Source data =>
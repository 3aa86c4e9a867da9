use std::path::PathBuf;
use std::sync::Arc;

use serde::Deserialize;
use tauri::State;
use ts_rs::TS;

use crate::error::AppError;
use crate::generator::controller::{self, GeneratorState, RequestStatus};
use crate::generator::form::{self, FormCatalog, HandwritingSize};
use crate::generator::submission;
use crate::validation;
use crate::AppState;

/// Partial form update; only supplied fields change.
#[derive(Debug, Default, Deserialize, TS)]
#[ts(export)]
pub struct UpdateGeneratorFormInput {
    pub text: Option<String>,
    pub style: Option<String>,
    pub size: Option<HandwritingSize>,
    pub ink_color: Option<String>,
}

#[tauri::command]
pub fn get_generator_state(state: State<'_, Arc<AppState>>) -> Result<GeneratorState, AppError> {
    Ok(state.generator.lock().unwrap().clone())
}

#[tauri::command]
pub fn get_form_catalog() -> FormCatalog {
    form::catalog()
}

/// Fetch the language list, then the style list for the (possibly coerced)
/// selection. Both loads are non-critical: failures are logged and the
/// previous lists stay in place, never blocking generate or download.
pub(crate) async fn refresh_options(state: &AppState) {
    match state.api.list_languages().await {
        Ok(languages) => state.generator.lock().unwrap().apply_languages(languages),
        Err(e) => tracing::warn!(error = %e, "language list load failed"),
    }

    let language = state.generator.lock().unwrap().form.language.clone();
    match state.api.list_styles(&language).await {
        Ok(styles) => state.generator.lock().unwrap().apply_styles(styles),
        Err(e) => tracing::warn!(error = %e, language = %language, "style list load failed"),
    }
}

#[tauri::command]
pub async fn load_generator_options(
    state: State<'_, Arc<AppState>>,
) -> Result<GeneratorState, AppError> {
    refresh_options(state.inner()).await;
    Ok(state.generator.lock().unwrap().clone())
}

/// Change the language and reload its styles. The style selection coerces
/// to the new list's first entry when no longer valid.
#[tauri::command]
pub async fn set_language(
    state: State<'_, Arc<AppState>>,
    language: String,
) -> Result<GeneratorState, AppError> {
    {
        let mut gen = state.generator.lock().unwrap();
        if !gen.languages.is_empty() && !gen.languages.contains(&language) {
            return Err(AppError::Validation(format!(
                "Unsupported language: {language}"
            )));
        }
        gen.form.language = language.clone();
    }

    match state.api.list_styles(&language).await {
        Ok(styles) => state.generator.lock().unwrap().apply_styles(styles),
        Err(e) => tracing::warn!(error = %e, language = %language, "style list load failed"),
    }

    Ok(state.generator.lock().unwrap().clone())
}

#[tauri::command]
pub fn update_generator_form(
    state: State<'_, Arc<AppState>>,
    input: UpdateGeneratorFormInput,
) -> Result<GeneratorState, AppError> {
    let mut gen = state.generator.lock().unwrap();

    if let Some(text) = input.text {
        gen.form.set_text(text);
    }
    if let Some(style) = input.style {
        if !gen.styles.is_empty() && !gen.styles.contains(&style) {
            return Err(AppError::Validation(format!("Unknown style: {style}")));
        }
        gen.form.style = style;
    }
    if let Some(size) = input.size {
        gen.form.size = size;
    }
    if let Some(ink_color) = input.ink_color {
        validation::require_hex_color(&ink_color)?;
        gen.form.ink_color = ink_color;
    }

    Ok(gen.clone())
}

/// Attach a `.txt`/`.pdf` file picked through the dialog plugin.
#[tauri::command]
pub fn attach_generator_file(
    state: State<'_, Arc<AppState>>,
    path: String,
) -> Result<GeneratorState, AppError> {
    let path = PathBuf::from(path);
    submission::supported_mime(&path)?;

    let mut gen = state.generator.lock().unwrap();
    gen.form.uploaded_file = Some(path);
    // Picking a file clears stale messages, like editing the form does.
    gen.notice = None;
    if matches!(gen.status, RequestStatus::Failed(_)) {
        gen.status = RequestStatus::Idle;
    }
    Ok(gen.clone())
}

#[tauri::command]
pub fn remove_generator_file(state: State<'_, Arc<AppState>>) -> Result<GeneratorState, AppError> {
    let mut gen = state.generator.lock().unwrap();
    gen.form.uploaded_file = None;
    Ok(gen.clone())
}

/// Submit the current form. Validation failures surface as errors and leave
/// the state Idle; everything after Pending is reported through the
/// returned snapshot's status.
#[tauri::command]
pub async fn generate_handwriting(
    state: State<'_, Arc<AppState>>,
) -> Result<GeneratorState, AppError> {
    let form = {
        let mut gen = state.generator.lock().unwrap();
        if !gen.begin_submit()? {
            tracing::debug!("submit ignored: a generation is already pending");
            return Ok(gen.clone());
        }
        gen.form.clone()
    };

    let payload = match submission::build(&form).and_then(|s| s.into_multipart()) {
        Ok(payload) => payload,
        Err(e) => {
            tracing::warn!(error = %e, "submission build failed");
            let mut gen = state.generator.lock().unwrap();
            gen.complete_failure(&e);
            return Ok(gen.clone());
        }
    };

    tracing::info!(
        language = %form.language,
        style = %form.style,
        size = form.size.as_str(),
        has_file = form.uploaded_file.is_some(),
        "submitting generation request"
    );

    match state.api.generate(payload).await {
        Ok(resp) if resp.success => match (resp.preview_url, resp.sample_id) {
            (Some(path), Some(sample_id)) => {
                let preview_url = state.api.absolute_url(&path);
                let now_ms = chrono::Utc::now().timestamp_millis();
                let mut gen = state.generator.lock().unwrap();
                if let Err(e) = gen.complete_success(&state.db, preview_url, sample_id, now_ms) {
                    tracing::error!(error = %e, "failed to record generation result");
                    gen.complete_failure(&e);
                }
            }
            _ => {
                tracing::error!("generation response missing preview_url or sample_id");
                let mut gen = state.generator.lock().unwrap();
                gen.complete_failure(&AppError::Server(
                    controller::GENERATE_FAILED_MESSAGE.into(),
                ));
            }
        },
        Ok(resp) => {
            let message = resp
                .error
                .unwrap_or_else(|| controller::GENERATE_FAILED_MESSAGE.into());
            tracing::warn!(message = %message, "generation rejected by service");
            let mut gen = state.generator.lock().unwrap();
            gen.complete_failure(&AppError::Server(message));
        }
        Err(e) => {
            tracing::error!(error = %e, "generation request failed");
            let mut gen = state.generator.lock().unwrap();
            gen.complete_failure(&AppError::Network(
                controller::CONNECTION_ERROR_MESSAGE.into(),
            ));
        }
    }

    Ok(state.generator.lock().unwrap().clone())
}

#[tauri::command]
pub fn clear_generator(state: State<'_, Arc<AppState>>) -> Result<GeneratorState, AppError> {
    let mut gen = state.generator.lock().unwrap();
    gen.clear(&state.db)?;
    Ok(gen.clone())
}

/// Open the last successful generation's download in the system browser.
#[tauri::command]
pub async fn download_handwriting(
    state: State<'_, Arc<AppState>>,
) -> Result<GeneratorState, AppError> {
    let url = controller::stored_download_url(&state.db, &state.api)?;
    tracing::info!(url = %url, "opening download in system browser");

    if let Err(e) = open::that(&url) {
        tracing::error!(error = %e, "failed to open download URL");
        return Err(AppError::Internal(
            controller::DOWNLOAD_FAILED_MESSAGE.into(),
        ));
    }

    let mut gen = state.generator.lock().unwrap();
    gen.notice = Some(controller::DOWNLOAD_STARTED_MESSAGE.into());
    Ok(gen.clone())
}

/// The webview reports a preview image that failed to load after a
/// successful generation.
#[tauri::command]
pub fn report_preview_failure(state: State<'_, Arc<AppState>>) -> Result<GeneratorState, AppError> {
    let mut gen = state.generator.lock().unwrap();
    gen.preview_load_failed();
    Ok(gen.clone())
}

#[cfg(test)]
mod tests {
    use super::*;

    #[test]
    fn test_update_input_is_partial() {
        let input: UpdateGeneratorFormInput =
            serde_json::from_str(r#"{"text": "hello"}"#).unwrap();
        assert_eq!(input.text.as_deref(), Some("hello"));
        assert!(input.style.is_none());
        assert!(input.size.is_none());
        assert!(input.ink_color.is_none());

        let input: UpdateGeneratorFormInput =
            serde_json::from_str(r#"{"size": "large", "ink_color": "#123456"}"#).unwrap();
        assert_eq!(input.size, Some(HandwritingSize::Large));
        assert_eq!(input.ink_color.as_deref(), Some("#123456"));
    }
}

...

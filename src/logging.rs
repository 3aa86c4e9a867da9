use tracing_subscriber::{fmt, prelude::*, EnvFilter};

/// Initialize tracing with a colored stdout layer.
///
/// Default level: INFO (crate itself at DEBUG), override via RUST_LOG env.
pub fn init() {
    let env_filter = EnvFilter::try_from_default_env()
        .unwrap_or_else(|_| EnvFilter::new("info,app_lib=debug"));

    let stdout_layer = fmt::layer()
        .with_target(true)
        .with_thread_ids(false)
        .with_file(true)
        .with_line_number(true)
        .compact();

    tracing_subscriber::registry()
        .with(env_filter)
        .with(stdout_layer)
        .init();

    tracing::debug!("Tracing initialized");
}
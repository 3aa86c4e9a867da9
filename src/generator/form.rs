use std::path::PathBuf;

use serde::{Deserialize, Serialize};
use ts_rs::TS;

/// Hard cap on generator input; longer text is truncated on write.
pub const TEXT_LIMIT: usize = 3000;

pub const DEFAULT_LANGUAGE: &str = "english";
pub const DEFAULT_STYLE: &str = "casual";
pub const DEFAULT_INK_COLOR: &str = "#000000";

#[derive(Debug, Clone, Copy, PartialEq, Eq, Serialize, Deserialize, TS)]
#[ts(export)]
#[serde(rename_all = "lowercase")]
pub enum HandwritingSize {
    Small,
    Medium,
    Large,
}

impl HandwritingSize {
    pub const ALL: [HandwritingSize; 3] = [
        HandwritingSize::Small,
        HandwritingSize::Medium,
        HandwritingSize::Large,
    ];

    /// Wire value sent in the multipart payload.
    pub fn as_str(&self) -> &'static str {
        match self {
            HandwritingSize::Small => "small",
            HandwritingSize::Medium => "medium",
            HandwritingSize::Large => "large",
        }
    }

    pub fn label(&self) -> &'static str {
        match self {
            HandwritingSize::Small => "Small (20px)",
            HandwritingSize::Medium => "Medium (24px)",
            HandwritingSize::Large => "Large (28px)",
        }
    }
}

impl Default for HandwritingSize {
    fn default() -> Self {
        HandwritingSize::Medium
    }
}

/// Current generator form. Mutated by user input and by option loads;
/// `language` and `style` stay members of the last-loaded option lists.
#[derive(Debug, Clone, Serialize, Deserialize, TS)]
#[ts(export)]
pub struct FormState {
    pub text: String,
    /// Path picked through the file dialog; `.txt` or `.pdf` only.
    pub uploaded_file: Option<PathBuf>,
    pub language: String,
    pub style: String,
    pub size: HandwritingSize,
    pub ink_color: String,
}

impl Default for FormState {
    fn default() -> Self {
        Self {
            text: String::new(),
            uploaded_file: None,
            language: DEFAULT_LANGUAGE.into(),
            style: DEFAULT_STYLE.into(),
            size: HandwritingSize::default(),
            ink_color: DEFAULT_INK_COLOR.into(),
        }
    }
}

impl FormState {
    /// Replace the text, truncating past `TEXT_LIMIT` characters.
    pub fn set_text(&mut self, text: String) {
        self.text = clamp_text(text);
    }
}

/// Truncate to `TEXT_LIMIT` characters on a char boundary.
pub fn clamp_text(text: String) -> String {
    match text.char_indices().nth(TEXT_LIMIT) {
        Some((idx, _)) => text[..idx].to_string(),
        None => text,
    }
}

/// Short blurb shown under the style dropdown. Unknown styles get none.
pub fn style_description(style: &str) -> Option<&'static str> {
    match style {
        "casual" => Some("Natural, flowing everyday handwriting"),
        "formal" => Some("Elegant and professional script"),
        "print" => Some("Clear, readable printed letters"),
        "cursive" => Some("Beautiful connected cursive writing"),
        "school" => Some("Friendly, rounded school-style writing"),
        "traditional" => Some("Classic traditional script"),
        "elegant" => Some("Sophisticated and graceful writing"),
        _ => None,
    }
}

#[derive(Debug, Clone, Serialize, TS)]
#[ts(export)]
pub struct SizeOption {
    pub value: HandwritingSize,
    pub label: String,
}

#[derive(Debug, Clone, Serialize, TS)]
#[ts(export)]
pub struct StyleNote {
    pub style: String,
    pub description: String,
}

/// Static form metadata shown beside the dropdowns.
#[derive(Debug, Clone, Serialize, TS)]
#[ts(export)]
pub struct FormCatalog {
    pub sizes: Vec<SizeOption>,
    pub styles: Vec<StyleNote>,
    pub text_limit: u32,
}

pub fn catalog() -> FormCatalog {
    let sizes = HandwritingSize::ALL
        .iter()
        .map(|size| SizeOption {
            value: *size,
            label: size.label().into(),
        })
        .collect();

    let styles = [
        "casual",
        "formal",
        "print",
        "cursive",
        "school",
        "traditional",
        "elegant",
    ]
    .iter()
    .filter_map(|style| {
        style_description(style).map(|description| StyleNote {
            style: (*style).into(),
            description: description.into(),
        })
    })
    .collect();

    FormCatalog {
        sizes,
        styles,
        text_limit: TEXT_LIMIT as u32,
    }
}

Directions for this task => Return, word for word, the lines of the data above from the line with "gen.form.uploaded_file = Some(path);" through the line with "pub fn remove_generator_file(state: State<'_, Arc<AppState>>)", inclusive.

The answer =>
    gen.form.uploaded_file = Some(path);
    // Picking a file clears stale messages, like editing the form does.
    gen.notice = None;
    if matches!(gen.status, RequestStatus::Failed(_)) {
        gen.status = RequestStatus::Idle;
    }
    Ok(gen.clone())
}

#[tauri::command]
pub fn remove_generator_file(state: State<'_, Arc<AppState>>) -> Result<GeneratorState, AppError> {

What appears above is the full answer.